Fenner von Fennberg stellte sich an die Spitze der Tiroler Aufständischen an der Mühlbacher Klause, am 3. Oktober bei Percha und am 7. Oktober 1813 erneut an der Mühlbacher Klause und konnte einen Sieg erringen.
Tirol blieb bis 1814 unter bayerischer Herrschaft, kam nach Napoleons gänzlicher Niederlage wieder zu Österreich. Europa wurde am Wiener Kongress 1815 neu geordnet. Unter der Leitung des österreichischen Außenministers Fürst Klemens von Metternich setzte die Restauration ein, die die kurze Hoffnung der Völker, kollektive und individuelle Freiheit zu erlangen, beendete und in der Folge die März-Revolutionen und die Märzrevolutionen 1848 verursachte.
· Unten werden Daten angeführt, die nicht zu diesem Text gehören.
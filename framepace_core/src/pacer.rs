// Copyright 2026 the Framepace Authors
// SPDX-License-Identifier: Apache-2.0 OR MIT

//! Fixed-timestep pacing.
//!
//! The [`FixedTimestepPacer`] banks each frame's delta in an accumulator and
//! drains it in fixed-size steps, so simulation code always sees the same
//! step no matter how fast frames are presented. Per call to
//! [`pace`](FixedTimestepPacer::pace) the host's [`FrameCallbacks`] receive:
//!
//! 1. zero or more [`fixed_update`](FrameCallbacks::fixed_update) calls, each
//!    with the nominal step `1 / update_rate_hz`;
//! 2. at most one [`variable_update`](FrameCallbacks::variable_update) with
//!    the real elapsed seconds, skipped when no time elapsed;
//! 3. exactly one [`render`](FrameCallbacks::render) with the elapsed seconds
//!    and the fraction of a fixed step left in the accumulator, for
//!    interpolating between the previous and current simulation state.
//!
//! A delta longer than [`PacerConfig::hitch_threshold_secs`] (a debugger
//! pause, an OS stall) is treated as a hitch: it is replaced by exactly one
//! fixed step and the banked time is discarded. Catching up on a long stall
//! would mean a burst of fixed updates that makes the next frame even later.

use core::fmt;

use crate::time::{Duration, TickRate};

/// Tuning for the [`FixedTimestepPacer`].
#[derive(Clone, Copy, Debug, PartialEq)]
pub struct PacerConfig {
    /// Fixed simulation rate.
    pub update_rate_hz: f64,
    /// Deltas longer than this are treated as hitches, in seconds.
    pub hitch_threshold_secs: f64,
}

impl PacerConfig {
    /// Creates a configuration for the given simulation rate with the default
    /// quarter-second hitch threshold.
    ///
    /// # Panics
    ///
    /// Panics if `update_rate_hz` is not a positive, finite number.
    #[must_use]
    pub fn new(update_rate_hz: f64) -> Self {
        assert!(
            update_rate_hz.is_finite() && update_rate_hz > 0.0,
            "update rate must be positive and finite, got {update_rate_hz}"
        );
        Self {
            update_rate_hz,
            hitch_threshold_secs: 0.25,
        }
    }

    /// Returns the step passed to every fixed update, in seconds.
    #[inline]
    #[must_use]
    pub fn fixed_step_secs(&self) -> f64 {
        1.0 / self.update_rate_hz
    }
}

/// Receives the per-frame callbacks issued by the pacer.
///
/// Only [`render`](Self::render) is required; the update methods default to
/// no-ops.
pub trait FrameCallbacks {
    /// Advances the simulation by one fixed step of `dt` seconds.
    fn fixed_update(&mut self, dt: f64) {
        _ = dt;
    }

    /// Advances frame-rate dependent state by the real elapsed `dt` seconds.
    fn variable_update(&mut self, dt: f64) {
        _ = dt;
    }

    /// Draws the frame. `interpolation` is in `[0, 1]` in steady state and
    /// says how far the current time lies between the last two fixed steps.
    fn render(&mut self, dt: f64, interpolation: f64);
}

/// Adapts three closures to [`FrameCallbacks`].
pub struct Callbacks<F, V, R> {
    /// Called for each fixed step.
    pub fixed_update: F,
    /// Called once per frame with real elapsed time.
    pub variable_update: V,
    /// Called once per frame to draw.
    pub render: R,
}

impl<F, V, R> Callbacks<F, V, R>
where
    F: FnMut(f64),
    V: FnMut(f64),
    R: FnMut(f64, f64),
{
    /// Bundles the three callbacks.
    pub fn new(fixed_update: F, variable_update: V, render: R) -> Self {
        Self {
            fixed_update,
            variable_update,
            render,
        }
    }
}

impl<F, V, R> FrameCallbacks for Callbacks<F, V, R>
where
    F: FnMut(f64),
    V: FnMut(f64),
    R: FnMut(f64, f64),
{
    fn fixed_update(&mut self, dt: f64) {
        (self.fixed_update)(dt);
    }

    fn variable_update(&mut self, dt: f64) {
        (self.variable_update)(dt);
    }

    fn render(&mut self, dt: f64, interpolation: f64) {
        (self.render)(dt, interpolation);
    }
}

impl<F, V, R> fmt::Debug for Callbacks<F, V, R> {
    fn fmt(&self, f: &mut fmt::Formatter<'_>) -> fmt::Result {
        f.debug_struct("Callbacks").finish_non_exhaustive()
    }
}

/// What one call to [`FixedTimestepPacer::pace`] did.
#[derive(Clone, Copy, Debug, PartialEq)]
pub struct PaceOutcome {
    /// Delta actually consumed (one fixed step after a hitch).
    pub delta: Duration,
    /// Number of fixed updates issued.
    pub fixed_steps: u32,
    /// Whether the input delta was discarded as a hitch.
    pub hitch: bool,
    /// Time left banked after draining.
    pub accumulator: Duration,
    /// Fraction passed to [`FrameCallbacks::render`].
    pub interpolation: f64,
}

/// Drives fixed-rate simulation from variable-rate frames.
#[derive(Clone, Debug)]
pub struct FixedTimestepPacer {
    config: PacerConfig,
    rate: TickRate,
    desired_frame: Duration,
    hitch_threshold: Duration,
    accumulator: Duration,
}

impl FixedTimestepPacer {
    /// Creates a pacer with an empty accumulator.
    #[must_use]
    pub fn new(config: PacerConfig, rate: TickRate) -> Self {
        let desired_frame = rate
            .period_for_hz(config.update_rate_hz)
            .unwrap_or(Duration(1));
        Self {
            config,
            rate,
            desired_frame,
            hitch_threshold: Duration::from_secs_f64(config.hitch_threshold_secs, rate),
            accumulator: Duration::ZERO,
        }
    }

    /// Runs one frame's worth of callbacks for `delta`.
    pub fn pace(&mut self, delta: Duration, callbacks: &mut impl FrameCallbacks) -> PaceOutcome {
        let mut delta = delta;
        let hitch = delta > self.hitch_threshold;
        if hitch {
            delta = self.desired_frame;
            self.accumulator = self.desired_frame;
        }

        self.accumulator = self.accumulator.saturating_add(delta);

        let step = self.config.fixed_step_secs();
        let mut fixed_steps = 0_u32;
        while self.accumulator > self.desired_frame {
            self.accumulator -= self.desired_frame;
            callbacks.fixed_update(step);
            fixed_steps += 1;
        }

        let dt = delta.as_secs_f64(self.rate);
        if !delta.is_zero() {
            callbacks.variable_update(dt);
        }

        let interpolation = self.interpolation();
        callbacks.render(dt, interpolation);

        PaceOutcome {
            delta,
            fixed_steps,
            hitch,
            accumulator: self.accumulator,
            interpolation,
        }
    }

    /// Returns the fraction of a fixed step currently banked.
    #[must_use]
    pub fn interpolation(&self) -> f64 {
        self.accumulator.ratio(self.desired_frame)
    }

    /// Returns the banked time.
    #[must_use]
    pub fn accumulator(&self) -> Duration {
        self.accumulator
    }

    /// Returns the length of one fixed step in ticks.
    #[must_use]
    pub fn desired_frame(&self) -> Duration {
        self.desired_frame
    }

    /// Returns the configuration.
    #[must_use]
    pub fn config(&self) -> &PacerConfig {
        &self.config
    }

    /// Empties the accumulator.
    pub fn reset(&mut self) {
        self.accumulator = Duration::ZERO;
    }
}

#[cfg(test)]
mod tests {
    use alloc::vec::Vec;

    use super::*;

    const RATE: TickRate = TickRate::new(1_000_000);

    #[derive(Debug, Clone, PartialEq)]
    enum Call {
        Fixed(f64),
        Variable(f64),
        Render(f64, f64),
    }

    #[derive(Default)]
    struct Log(Vec<Call>);

    impl FrameCallbacks for Log {
        fn fixed_update(&mut self, dt: f64) {
            self.0.push(Call::Fixed(dt));
        }

        fn variable_update(&mut self, dt: f64) {
            self.0.push(Call::Variable(dt));
        }

        fn render(&mut self, dt: f64, interpolation: f64) {
            self.0.push(Call::Render(dt, interpolation));
        }
    }

    impl Log {
        fn count_fixed(&self) -> usize {
            self.0.iter().filter(|c| matches!(c, Call::Fixed(_))).count()
        }

        fn count_variable(&self) -> usize {
            self.0.iter().filter(|c| matches!(c, Call::Variable(_))).count()
        }

        fn count_render(&self) -> usize {
            self.0.iter().filter(|c| matches!(c, Call::Render(..))).count()
        }
    }

    #[test]
    fn three_steps_per_frame_at_steady_state() {
        let mut pacer = FixedTimestepPacer::new(PacerConfig::new(100.0), RATE);
        assert_eq!(pacer.desired_frame(), Duration(10_000));
        let delta = Duration(30_000);

        // Strict drain: starting empty, one step stays banked.
        let mut log = Log::default();
        let out = pacer.pace(delta, &mut log);
        assert_eq!(out.fixed_steps, 2);
        assert_eq!(out.accumulator, Duration(10_000));

        for _ in 0..10 {
            let mut log = Log::default();
            let out = pacer.pace(delta, &mut log);
            assert_eq!(out.fixed_steps, 3);
            assert_eq!(log.count_fixed(), 3);
            assert_eq!(log.count_variable(), 1);
            assert_eq!(log.count_render(), 1);
            for call in &log.0[..3] {
                assert_eq!(call, &Call::Fixed(0.01));
            }
            assert_eq!(log.0[3], Call::Variable(0.03));
            assert_eq!(log.0[4], Call::Render(0.03, 1.0));
        }
    }

    #[test]
    fn hitch_runs_exactly_one_step() {
        let mut pacer = FixedTimestepPacer::new(PacerConfig::new(60.0), RATE);
        let desired = pacer.desired_frame();
        assert_eq!(desired, Duration(16_666));

        let mut log = Log::default();
        let out = pacer.pace(Duration(1_000_000), &mut log);
        assert!(out.hitch);
        assert_eq!(out.fixed_steps, 1);
        assert_eq!(out.delta, desired);
        assert_eq!(log.count_fixed(), 1);
        assert_eq!(log.0[1], Call::Variable(desired.as_secs_f64(RATE)));
        assert_eq!(log.0[2], Call::Render(desired.as_secs_f64(RATE), 1.0));
    }

    #[test]
    fn hitch_discards_banked_time() {
        let mut pacer = FixedTimestepPacer::new(PacerConfig::new(100.0), RATE);
        pacer.pace(Duration(19_000), &mut Log::default());
        assert_eq!(pacer.accumulator(), Duration(9_000));

        let out = pacer.pace(Duration(300_000), &mut Log::default());
        assert!(out.hitch);
        assert_eq!(out.fixed_steps, 1);
        assert_eq!(pacer.accumulator(), Duration(10_000));
    }

    #[test]
    fn quarter_second_is_not_a_hitch() {
        let mut pacer = FixedTimestepPacer::new(PacerConfig::new(100.0), RATE);
        let out = pacer.pace(Duration(250_000), &mut Log::default());
        assert!(!out.hitch);
        assert_eq!(out.fixed_steps, 24);
    }

    #[test]
    fn zero_delta_only_renders() {
        let mut pacer = FixedTimestepPacer::new(PacerConfig::new(100.0), RATE);
        let mut log = Log::default();
        let out = pacer.pace(Duration::ZERO, &mut log);
        assert_eq!(out.fixed_steps, 0);
        assert_eq!(log.0, [Call::Render(0.0, 0.0)]);
    }

    #[test]
    fn interpolation_tracks_partial_step() {
        let mut pacer = FixedTimestepPacer::new(PacerConfig::new(100.0), RATE);
        let mut log = Log::default();
        let out = pacer.pace(Duration(2_500), &mut log);
        assert_eq!(out.fixed_steps, 0);
        assert!((out.interpolation - 0.25).abs() < 1e-12);
        assert_eq!(log.0.len(), 2, "variable update and render");
    }

    #[test]
    fn closure_callbacks_are_ordered() {
        let mut order = Vec::new();
        {
            let order = core::cell::RefCell::new(&mut order);
            let mut cb = Callbacks::new(
                |_| order.borrow_mut().push('f'),
                |_| order.borrow_mut().push('v'),
                |_, _| order.borrow_mut().push('r'),
            );
            let mut pacer = FixedTimestepPacer::new(PacerConfig::new(50.0), RATE);
            pacer.pace(Duration(45_000), &mut cb);
        }
        assert_eq!(order, ['f', 'f', 'v', 'r']);
    }

    #[test]
    #[should_panic(expected = "update rate must be positive")]
    fn zero_update_rate_panics() {
        let _ = PacerConfig::new(0.0);
    }
}
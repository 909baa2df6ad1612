// Copyright 2026 the Framepace Authors
// SPDX-License-Identifier: Apache-2.0 OR MIT

//! The per-frame pacing cycle.
//!
//! [`FramePacing`] owns one of each component and runs them in strict order
//! for every presented frame:
//!
//! ```text
//!   FrameSample ──► VsyncClassifier::classify() ──► VsyncVerdict
//!                                                        │
//!                 ┌──────────────────────────────────────┘
//!                 ▼
//!   DeltaTimeEstimator::update() ──► delta ──► FixedTimestepPacer::pace()
//!                                                        │
//!                                                        ▼
//!                                    fixed_update* · variable_update? · render
//! ```
//!
//! The host creates one `FramePacing` per swap chain and feeds it after each
//! present. Nothing here is global; a display mode change is handled by
//! calling [`reset`](FramePacing::reset).

use crate::estimator::{DeltaTimeEstimator, EstimatorConfig};
use crate::pacer::{FixedTimestepPacer, FrameCallbacks, PaceOutcome, PacerConfig};
use crate::sample::FrameSample;
use crate::time::{Duration, TickRate};
use crate::trace::{DeltaTimeEvent, FrameSampleEvent, PaceEvent, Tracer, VsyncTransitionEvent};
use crate::vsync::{VsyncClassifier, VsyncConfig, VsyncVerdict};

/// Configuration for all three components, fixed at construction.
#[derive(Clone, Copy, Debug, PartialEq)]
pub struct PacingConfig {
    /// Vsync classifier tuning.
    pub vsync: VsyncConfig,
    /// Delta-time estimator tuning.
    pub estimator: EstimatorConfig,
    /// Fixed-timestep pacer tuning.
    pub pacer: PacerConfig,
}

impl PacingConfig {
    /// Default tuning for a simulation running at `update_rate_hz`.
    ///
    /// # Panics
    ///
    /// Panics if `update_rate_hz` is not a positive, finite number.
    #[must_use]
    pub fn new(update_rate_hz: f64) -> Self {
        Self {
            vsync: VsyncConfig::default(),
            estimator: EstimatorConfig::default(),
            pacer: PacerConfig::new(update_rate_hz),
        }
    }
}

/// What happened during one call to [`FramePacing::frame`].
#[derive(Clone, Copy, Debug, PartialEq)]
pub struct FrameReport {
    /// Index of the frame, starting at zero after construction or reset.
    pub frame_index: u64,
    /// Classifier verdict used for this frame.
    pub verdict: VsyncVerdict,
    /// Delta produced by the estimator.
    pub delta: Duration,
    /// What the pacer did with it.
    pub outcome: PaceOutcome,
}

/// Classifier, estimator and pacer wired together.
#[derive(Clone, Debug)]
pub struct FramePacing {
    config: PacingConfig,
    rate: TickRate,
    classifier: VsyncClassifier,
    estimator: DeltaTimeEstimator,
    pacer: FixedTimestepPacer,
    previous: Option<FrameSample>,
    refresh_period: Duration,
    frame_index: u64,
}

impl FramePacing {
    /// Creates the pacing state for a clock running at `rate`.
    #[must_use]
    pub fn new(config: PacingConfig, rate: TickRate) -> Self {
        let estimator = DeltaTimeEstimator::new(config.estimator);
        let refresh_period = estimator.refresh_period(rate, 0.0);
        Self {
            config,
            rate,
            classifier: VsyncClassifier::new(config.vsync),
            estimator,
            pacer: FixedTimestepPacer::new(config.pacer, rate),
            previous: None,
            refresh_period,
            frame_index: 0,
        }
    }

    /// Runs one pacing cycle for a presented frame.
    ///
    /// `refresh_rate_hz` is the display's nominal refresh rate; zero or any
    /// other invalid value means unknown.
    pub fn frame(
        &mut self,
        sample: FrameSample,
        refresh_rate_hz: f64,
        callbacks: &mut impl FrameCallbacks,
        tracer: &mut Tracer<'_>,
    ) -> FrameReport {
        let frame_index = self.frame_index;

        let (verdict, observation) = match &self.previous {
            Some(prev) => (
                self.classifier.classify(&sample, prev, self.rate),
                self.classifier.last_observation(),
            ),
            None => (self.classifier.verdict(), None),
        };
        tracer.frame_sample(&FrameSampleEvent::new(
            frame_index,
            &sample,
            observation,
            verdict,
        ));
        if observation.is_some_and(|o| o.transitioned) {
            tracer.vsync_transition(&VsyncTransitionEvent {
                frame_index,
                timestamp: sample.present_time,
                state: verdict.state,
            });
        }

        self.refresh_period = self.estimator.refresh_period(self.rate, refresh_rate_hz);
        let delta = self.estimator.update(&sample, verdict, self.refresh_period);
        let timestamp = sample.frame_timestamp(verdict.is_vsynced());
        tracer.delta_time(&DeltaTimeEvent::new(
            frame_index,
            timestamp,
            verdict.is_vsynced(),
            &self.estimator.last_estimate(),
            self.estimator.state(),
        ));

        let outcome = self.pacer.pace(delta, callbacks);
        tracer.pace(&PaceEvent::new(frame_index, timestamp, &outcome));

        self.previous = Some(sample);
        self.frame_index += 1;

        FrameReport {
            frame_index,
            verdict,
            delta,
            outcome,
        }
    }

    /// Returns the delta reported for the most recent frame.
    #[must_use]
    pub fn delta(&self) -> Duration {
        self.estimator.delta()
    }

    /// Returns the most recent delta in seconds.
    #[must_use]
    pub fn delta_secs(&self) -> f64 {
        self.estimator.delta().as_secs_f64(self.rate)
    }

    /// Returns the refresh period used for the most recent frame.
    #[must_use]
    pub fn refresh_period(&self) -> Duration {
        self.refresh_period
    }

    /// Returns the current vsync verdict.
    #[must_use]
    pub fn verdict(&self) -> VsyncVerdict {
        self.classifier.verdict()
    }

    /// Returns the estimator.
    #[must_use]
    pub fn estimator(&self) -> &DeltaTimeEstimator {
        &self.estimator
    }

    /// Returns the pacer.
    #[must_use]
    pub fn pacer(&self) -> &FixedTimestepPacer {
        &self.pacer
    }

    /// Returns the configuration.
    #[must_use]
    pub fn config(&self) -> &PacingConfig {
        &self.config
    }

    /// Returns the tick rate.
    #[must_use]
    pub fn tick_rate(&self) -> TickRate {
        self.rate
    }

    /// Returns how many frames have been paced since construction or the
    /// last reset.
    #[must_use]
    pub fn frame_count(&self) -> u64 {
        self.frame_index
    }

    /// Starts over as if freshly constructed, e.g. after the display mode
    /// or swap chain changed.
    pub fn reset(&mut self) {
        self.classifier.reset();
        self.estimator.reset();
        self.pacer.reset();
        self.previous = None;
        self.refresh_period = self.estimator.refresh_period(self.rate, 0.0);
        self.frame_index = 0;
    }
}

#[cfg(test)]
mod tests {
    use alloc::vec::Vec;

    use super::*;
    use crate::pacer::Callbacks;
    use crate::sample::FrameStatistics;
    use crate::time::HostTime;
    use crate::trace::TraceSink;
    use crate::vsync::VsyncState;

    // 1 MHz clock at 100 Hz refresh: 10_000 ticks per refresh.
    const RATE: TickRate = TickRate::new(1_000_000);
    const PERIOD: u64 = 10_000;

    fn synced(i: u32) -> FrameSample {
        let t = HostTime(100_000 + u64::from(i) * PERIOD);
        FrameSample::with_stats(
            t,
            FrameStatistics {
                sync_time: t,
                present_count: i + 1,
                present_refresh_count: i + 1,
                sync_refresh_count: i + 1,
            },
        )
    }

    fn tearing(i: u32, t: u64) -> FrameSample {
        FrameSample::with_stats(
            HostTime(t),
            FrameStatistics {
                sync_time: HostTime(100_000 + u64::from(i) * PERIOD),
                present_count: 1,
                present_refresh_count: i + 1,
                sync_refresh_count: i + 1,
            },
        )
    }

    #[derive(Default)]
    struct Counts {
        fixed: u32,
        variable: u32,
        render: u32,
    }

    impl FrameCallbacks for Counts {
        fn fixed_update(&mut self, _dt: f64) {
            self.fixed += 1;
        }

        fn variable_update(&mut self, _dt: f64) {
            self.variable += 1;
        }

        fn render(&mut self, _dt: f64, _interpolation: f64) {
            self.render += 1;
        }
    }

    #[test]
    fn vsynced_frames_pace_one_step_each() {
        let mut pacing = FramePacing::new(PacingConfig::new(100.0), RATE);
        let mut counts = Counts::default();
        for i in 0..50 {
            let report = pacing.frame(synced(i), 100.0, &mut counts, &mut Tracer::none());
            assert!(report.verdict.is_vsynced());
            assert_eq!(report.delta, Duration(PERIOD));
        }
        assert_eq!(counts.render, 50);
        assert_eq!(counts.variable, 50);
        // Strict drain keeps one step banked.
        assert_eq!(counts.fixed, 49);
        assert_eq!(pacing.frame_count(), 50);
        assert!((pacing.delta_secs() - 0.01).abs() < 1e-12);
    }

    #[test]
    fn tearing_drops_out_of_vsync() {
        let mut pacing = FramePacing::new(PacingConfig::new(60.0), RATE);
        let mut counts = Counts::default();
        pacing.frame(synced(0), 100.0, &mut counts, &mut Tracer::none());
        let mut t = 100_000;
        let mut left_at = None;
        for i in 1..20 {
            t += 7_300;
            let report = pacing.frame(tearing(i, t), 100.0, &mut counts, &mut Tracer::none());
            if left_at.is_none() && !report.verdict.is_vsynced() {
                left_at = Some(i);
            }
        }
        assert_eq!(left_at, Some(4));
        assert_eq!(pacing.verdict().state, VsyncState::NotVsynced);
    }

    #[test]
    fn first_frame_is_not_classified() {
        let mut pacing = FramePacing::new(PacingConfig::new(60.0), RATE);
        let report = pacing.frame(
            tearing(0, 123_456),
            100.0,
            &mut Counts::default(),
            &mut Tracer::none(),
        );
        assert_eq!(report.verdict, VsyncVerdict::ASSUMED_VSYNCED);
        assert_eq!(report.frame_index, 0);
    }

    #[test]
    fn unknown_refresh_rate_uses_fallback() {
        let mut pacing = FramePacing::new(PacingConfig::new(60.0), RATE);
        pacing.frame(synced(0), 0.0, &mut Counts::default(), &mut Tracer::none());
        assert_eq!(pacing.refresh_period(), Duration(16_666));
    }

    #[test]
    fn reset_starts_over() {
        let mut pacing = FramePacing::new(PacingConfig::new(60.0), RATE);
        for i in 0..10 {
            pacing.frame(synced(i), 100.0, &mut Counts::default(), &mut Tracer::none());
        }
        pacing.reset();
        assert_eq!(pacing.frame_count(), 0);
        assert_eq!(pacing.pacer().accumulator(), Duration::ZERO);
        assert_eq!(pacing.estimator().state().previous_frame_time, None);
        assert_eq!(pacing.verdict(), VsyncVerdict::ASSUMED_VSYNCED);
    }

    #[test]
    fn closures_receive_fixed_step() {
        let mut steps = Vec::new();
        let mut pacing = FramePacing::new(PacingConfig::new(50.0), RATE);
        let mut cb = Callbacks::new(|dt| steps.push(dt), |_| {}, |_, _| {});
        for i in 0..4 {
            pacing.frame(synced(i), 100.0, &mut cb, &mut Tracer::none());
        }
        drop(cb);
        assert_eq!(steps, [0.02]);
    }

    #[derive(Default)]
    struct EventLog {
        samples: u32,
        transitions: Vec<(u64, VsyncState)>,
        deltas: Vec<Duration>,
        paces: u32,
    }

    impl TraceSink for EventLog {
        fn on_frame_sample(&mut self, _e: &FrameSampleEvent) {
            self.samples += 1;
        }

        fn on_vsync_transition(&mut self, e: &VsyncTransitionEvent) {
            self.transitions.push((e.frame_index, e.state));
        }

        fn on_delta_time(&mut self, e: &DeltaTimeEvent) {
            self.deltas.push(e.delta);
        }

        fn on_pace(&mut self, _e: &PaceEvent) {
            self.paces += 1;
        }
    }

    #[cfg(feature = "trace")]
    #[test]
    fn events_follow_the_cycle() {
        let mut log = EventLog::default();
        let mut pacing = FramePacing::new(PacingConfig::new(60.0), RATE);
        {
            let mut tracer = Tracer::new(&mut log);
            pacing.frame(synced(0), 100.0, &mut Counts::default(), &mut tracer);
            let mut t = 100_000;
            for i in 1..6 {
                t += 7_300;
                pacing.frame(tearing(i, t), 100.0, &mut Counts::default(), &mut tracer);
            }
        }
        assert_eq!(log.samples, 6);
        assert_eq!(log.paces, 6);
        assert_eq!(log.deltas.len(), 6);
        assert_eq!(log.deltas[0], Duration(PERIOD));
        assert_eq!(log.transitions, [(4, VsyncState::NotVsynced)]);
    }

    // Workspace builds unify `trace` on through framepace_debug, so this only
    // runs with `cargo test -p framepace_core`.
    #[cfg(not(feature = "trace"))]
    #[test]
    fn events_are_compiled_out() {
        let mut log = EventLog::default();
        let mut pacing = FramePacing::new(PacingConfig::new(60.0), RATE);
        pacing.frame(
            synced(0),
            100.0,
            &mut Counts::default(),
            &mut Tracer::new(&mut log),
        );
        assert_eq!(log.samples, 0);
        assert_eq!(log.paces, 0);
        assert!(log.deltas.is_empty() && log.transitions.is_empty());
    }
}
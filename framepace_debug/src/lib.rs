// Copyright 2026 the Framepace Authors
// SPDX-License-Identifier: Apache-2.0 OR MIT

//! Recording, pretty-printing, and Chrome trace export for framepace
//! diagnostics.
//!
//! This crate provides [`TraceSink`](framepace_core::trace::TraceSink)
//! implementations for development and post-mortem analysis:
//!
//! - [`pretty::PrettyPrintSink`] — human-readable one-line-per-event output.
//! - [`recorder::RecorderSink`] — compact binary recording with
//!   [`recorder::decode`] for playback.
//! - [`chrome::export`] — writes Chrome Trace Event Format JSON from recorded
//!   bytes, with counter tracks for delta, estimator error, and drift.

pub mod chrome;
pub mod pretty;
pub mod recorder;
Selbstkritisch ist festzuhalten, dass die Gesellschaft, die Andreas Hofer vorfand, nicht jene Gesellschaft ist, die wir heute wollen. Andreas Hofer war ein Kind seiner Zeit und die Welt, zu der er implizit beitrug, konnte er wohl selbst noch nicht erahnen.
Andreas Hofers Heldentod motivierte in der Folge den deutschen Freiheitskampf, der zunehmend mit freiheitlichen Wertsetzungen verbunden wurde und nicht nur die Freiheit als Volk, sondern auch und vor allem die Freiheit des Einzelnen gegen die Tyrannei zum Inhalt hatte. Folglich gab sich der deutsche Freiheitskampf nicht mit der Restaurationspolitik ab 1815 zufriedeb, sonden kämpfte gegen Fürsten und Tyrannen für die Freiheit.
Der Mythos Tiroler Freiheitskampf entwickelte auch außerhalb Tirols eine literarische und politische Bedeutung. Ernst Moritz Arndt betitelte Andreas Hofer als den „berühmtesten Namen Deutschlands“ und stellte diesen in eine Reihe mit den Freiheitshelden der klassischen Antike. Arndt propagierte die Idee des Freiheitskampfes gegen fremde Unterdrückung, insbesondere gegen die napoleonische Besatzung. Seine Schriften ermutigten die Deutschen, sich gegen fremde Herrschaft zu erheben und für ihre Freiheit zu kämpfen.
Der starke Einzelne wollte sich zunehmend nicht mehr als Untertan verstehen, sondern als Souverän im Sinne einer republikanischen Weltauffassung, gegen die feudalistische Tyrannei aufbegehren. Andreas Hofer wusste davon recht wenig, doch die Initialzündung hatte er gelegt.